The modified FCM algorithm is implemented by iteratively updating (9) and (10) until the stopping criterion is satisfied.

3 Fuzzy classifier based on modified FCM algorithm

Support vector data description (SVDD) (Tax and Duin 1999, 2004) has been shown effectiveness to detect outliers from the normal data points. However, it is well-known that SVDD method is particular in the case of one-class classification problem, and the training process is very sensitive to outlier and noise data. In order to decrease the effect of those outliers or noises, researchers assign each data point in the training dataset with a membership and sum the deviations weighted by their memberships. If one data point is detected as an outlier, it is assigned with a low membership, so its contribution to total error term will be decreased. Unlike the equal treatment in standard SVM, this method fuzzifies the penalty term to reduce the sensitivity of less important data points.

In this section, we introduce support vector data description, and present fuzzy support vector classifier based on modified FCM algorithm.

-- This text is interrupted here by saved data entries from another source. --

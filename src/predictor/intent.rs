//! Intent score-vector predictor — §4.6.
//!
//! The sole authoritative writer of `state.emotion` and `state.language`:
//! analyzers never touch `PipelineState` directly, so this predictor is
//! where their published values actually land on the shared aggregate.

use std::collections::HashMap;

use super::{PredictionContext, Predictor};
use crate::error::Result;
use crate::packet::{Emotion, Intent};
use crate::state::PipelineState;

const DECAY_RATE: f32 = 0.95;
const SHARE_THRESHOLD: f32 = 0.4;
const SUM_FLOOR: f32 = 0.01;

#[derive(Debug, Clone)]
pub struct IntentPredictor {
    scores: HashMap<Intent, f32>,
}

impl IntentPredictor {
    pub fn new() -> Self {
        let mut scores = HashMap::new();
        for intent in Intent::ALL {
            scores.insert(intent, 0.0);
        }
        Self { scores }
    }

    fn add(&mut self, intent: Intent, amount: f32) {
        *self.scores.entry(intent).or_insert(0.0) += amount;
    }

    fn select(&self) -> (Intent, f32) {
        let sum: f32 = self.scores.values().sum();
        if sum < SUM_FLOOR {
            return (Intent::Unknown, 0.0);
        }
        let (best, best_score) = self
            .scores
            .iter()
            .max_by(|(_, a), (_, b)| a.partial_cmp(b).unwrap())
            .map(|(intent, score)| (*intent, *score))
            .unwrap_or((Intent::Unknown, 0.0));
        let share = best_score / sum;
        let raw = best_score.min(1.0);
        if share < SHARE_THRESHOLD {
            (Intent::Unknown, raw * 0.5)
        } else {
            (best, share)
        }
    }
}

impl Default for IntentPredictor {
    fn default() -> Self {
        Self::new()
    }
}

impl Predictor for IntentPredictor {
    fn name(&self) -> &str {
        "intent"
    }

    fn predict(&mut self, _context: &PredictionContext, state: &mut PipelineState) -> Result<()> {
        for score in self.scores.values_mut() {
            *score *= DECAY_RATE;
        }

        let is_speech = state.result("vad").map(|r| r.get_bool("is_speech", false)).unwrap_or(false);

        if is_speech {
            let prosody = state.result("prosody");
            let emotion_result = state.result("emotion");
            let arousal = emotion_result.map(|r| r.get_number("arousal", 0.5) as f32).unwrap_or(0.5);
            let rising = prosody.map(|r| r.get_bool("is_rising_intonation", false)).unwrap_or(false);
            let falling = prosody.map(|r| r.get_bool("is_falling_intonation", false)).unwrap_or(false);
            let tempo = prosody.map(|r| r.get_number("tempo", 0.0)).unwrap_or(0.0);
            let pause_duration_ms = prosody.map(|r| r.get_number("pause_duration_ms", 0.0)).unwrap_or(0.0);

            if arousal > 0.7 && falling && tempo > 4.0 {
                self.add(Intent::Command, 0.15);
            }
            if rising {
                self.add(Intent::Query, 0.12);
            }
            if arousal > 0.3 && arousal < 0.7 && !rising && !falling {
                self.add(Intent::Conversation, 0.08);
            }
            if pause_duration_ms > 300.0 && pause_duration_ms < 1000.0 {
                self.add(Intent::Query, 0.05);
            }
            self.add(Intent::Unknown, 0.02);
        }

        let (intent, confidence) = self.select();
        state.current_intent = intent;
        state.intent_confidence = confidence;

        if let Some(emotion_result) = state.result("emotion") {
            let arousal = emotion_result.get_number("arousal", 0.5) as f32;
            let valence = emotion_result.get_number("valence", 0.5) as f32;
            state.emotion = Emotion::new(arousal, valence);
        }
        if let Some(language_result) = state.result("language") {
            state.language = language_result.get_text("language", "unknown").to_string();
        }

        state.clamp_invariants();
        Ok(())
    }

    fn reset(&mut self) {
        for score in self.scores.values_mut() {
            *score = 0.0;
        }
    }
}

#[cfg(test)]
mod tests {
    use super::*;
    use crate::config::AudioConfig;
    use crate::frame::{AudioFrame, FrameBuffer};
    use crate::results::AnalysisResult;

    fn context(frame: &AudioFrame, buffer: &FrameBuffer) -> PredictionContext<'_> {
        PredictionContext::new(frame, buffer)
    }

    fn speech_state(arousal: f32, rising: bool, falling: bool, tempo: f64, pause_ms: f64) -> PipelineState {
        let mut state = PipelineState::new();
        let mut vad = AnalysisResult::new("vad", 0, 0);
        vad.set_bool("is_speech", true);
        state.publish(vad);
        let mut prosody = AnalysisResult::new("prosody", 0, 0);
        prosody
            .set_bool("is_rising_intonation", rising)
            .set_bool("is_falling_intonation", falling)
            .set_number("tempo", tempo)
            .set_number("pause_duration_ms", pause_ms);
        state.publish(prosody);
        let mut emotion = AnalysisResult::new("emotion", 0, 0);
        emotion.set_number("arousal", arousal as f64).set_number("valence", 0.5);
        state.publish(emotion);
        state
    }

    #[test]
    fn no_evidence_yields_unknown_zero_confidence() {
        let mut predictor = IntentPredictor::new();
        let frame = AudioFrame::silence(0, 0, AudioConfig::default());
        let buffer = FrameBuffer::new(50, 1000);
        let mut state = PipelineState::new();
        predictor.predict(&context(&frame, &buffer), &mut state).unwrap();
        assert_eq!(state.current_intent, Intent::Unknown);
        assert_eq!(state.intent_confidence, 0.0);
    }

    #[test]
    fn sustained_falling_loud_fast_speech_selects_command() {
        let mut predictor = IntentPredictor::new();
        let frame = AudioFrame::silence(0, 0, AudioConfig::default());
        let buffer = FrameBuffer::new(50, 1000);
        let mut state = speech_state(0.9, false, true, 6.0, 0.0);
        for _ in 0..10 {
            predictor.predict(&context(&frame, &buffer), &mut state).unwrap();
        }
        assert_eq!(state.current_intent, Intent::Command);
    }

    #[test]
    fn rising_intonation_selects_query() {
        let mut predictor = IntentPredictor::new();
        let frame = AudioFrame::silence(0, 0, AudioConfig::default());
        let buffer = FrameBuffer::new(50, 1000);
        let mut state = speech_state(0.5, true, false, 0.0, 0.0);
        for _ in 0..10 {
            predictor.predict(&context(&frame, &buffer), &mut state).unwrap();
        }
        assert_eq!(state.current_intent, Intent::Query);
    }

    #[test]
    fn intent_predictor_writes_emotion_and_language_into_state() {
        let mut predictor = IntentPredictor::new();
        let frame = AudioFrame::silence(0, 0, AudioConfig::default());
        let buffer = FrameBuffer::new(50, 1000);
        let mut state = speech_state(0.9, false, true, 6.0, 0.0);
        let mut language = AnalysisResult::new("language", 0, 0);
        language.set_text("language", "en");
        state.publish(language);
        predictor.predict(&context(&frame, &buffer), &mut state).unwrap();
        assert_eq!(state.language, "en");
        assert_eq!(state.emotion.arousal, 0.9);
    }

    #[test]
    fn reset_zeroes_all_scores() {
        let mut predictor = IntentPredictor::new();
        let frame = AudioFrame::silence(0, 0, AudioConfig::default());
        let buffer = FrameBuffer::new(50, 1000);
        let mut state = speech_state(0.9, false, true, 6.0, 0.0);
        predictor.predict(&context(&frame, &buffer), &mut state).unwrap();
        predictor.reset();
        assert!(predictor.scores.values().all(|&s| s == 0.0));
    }
}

3.1 Support vector data description

Over the last several years, SVM has already been generalized to solve one-class problems. Tax and Duin (1999, 2004) presented a support vector data description (SVDD) method for classifier designation and outlier detection. The main idea in Tax and Duin (1999, 2004) is to map data points by means of a nonlinear transformation to a high dimensional feature space and to find the smallest sphere that contains most of the mapped data points in the feature space. This sphere, when mapped back to the data space, can be separated into several components, each enclosing a separate cluster of points. In real operations, they introduce the soft idea and kernel techniques from SVM and allow some data points outside the more general sphere. The advantage of SVDD lies in the fact that the algorithm is very intuitive and comprehensive.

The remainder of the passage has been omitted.